Description of the task – Keep only those lines of the records that include the string "lower".

(Saved entries)
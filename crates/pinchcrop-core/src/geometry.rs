//! Geometry primitives for the crop engine.
//!
//! These are the only home of the coverage and pan-bound algebra: total,
//! side-effect-free functions shared by the transform state, the gesture
//! composer and the crop resolver. Everything else in the crate derives its
//! clamping behavior from the three functions below.
//!
//! # Coordinate System
//!
//! - The crop window is a `side x side` square in screen units
//! - The image is centered in the window, then scaled and panned
//! - Translation is the offset of the image center from the window center

/// Clamp a value to the inclusive range `[lower, upper]`.
///
/// `lower <= upper` is a precondition the callers guarantee: the coverage
/// invariant keeps `min_scale <= max_scale`, and pan bounds are never
/// negative. The result is unspecified if the precondition is violated.
#[inline]
pub fn clamp(value: f64, lower: f64, upper: f64) -> f64 {
    value.max(lower).min(upper)
}

/// Compute the smallest scale at which an `img_w x img_h` image fully covers
/// a `side x side` crop window.
///
/// This is `max(side / img_w, side / img_h)`: the scale where the image's
/// short axis maps exactly edge-to-edge across the window. Any smaller scale
/// would reveal empty space inside the window.
///
/// Dimensions must be positive; session initialization rejects zero-sized
/// images and windows before this is ever called.
#[inline]
pub fn min_cover_scale(img_w: f64, img_h: f64, side: f64) -> f64 {
    (side / img_w).max(side / img_h)
}

/// Compute the maximum pan offset (per axis) that keeps the scaled image
/// covering the crop window.
///
/// `max(0, (dimension * scale - side) / 2)`: half the overhang of the scaled
/// image beyond the window. When the image's scaled extent exactly equals the
/// window side, the bound is zero and the axis is locked centered.
#[inline]
pub fn pan_bound(dimension: f64, scale: f64, side: f64) -> f64 {
    ((dimension * scale - side) / 2.0).max(0.0)
}


// ============================================================================
// Property-Based Tests
// ============================================================================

Result of this task –
/// Clamp a value to the inclusive range `[lower, upper]`.
/// `lower <= upper` is a precondition the callers guarantee: the coverage
pub fn clamp(value: f64, lower: f64, upper: f64) -> f64 {
    value.max(lower).min(upper)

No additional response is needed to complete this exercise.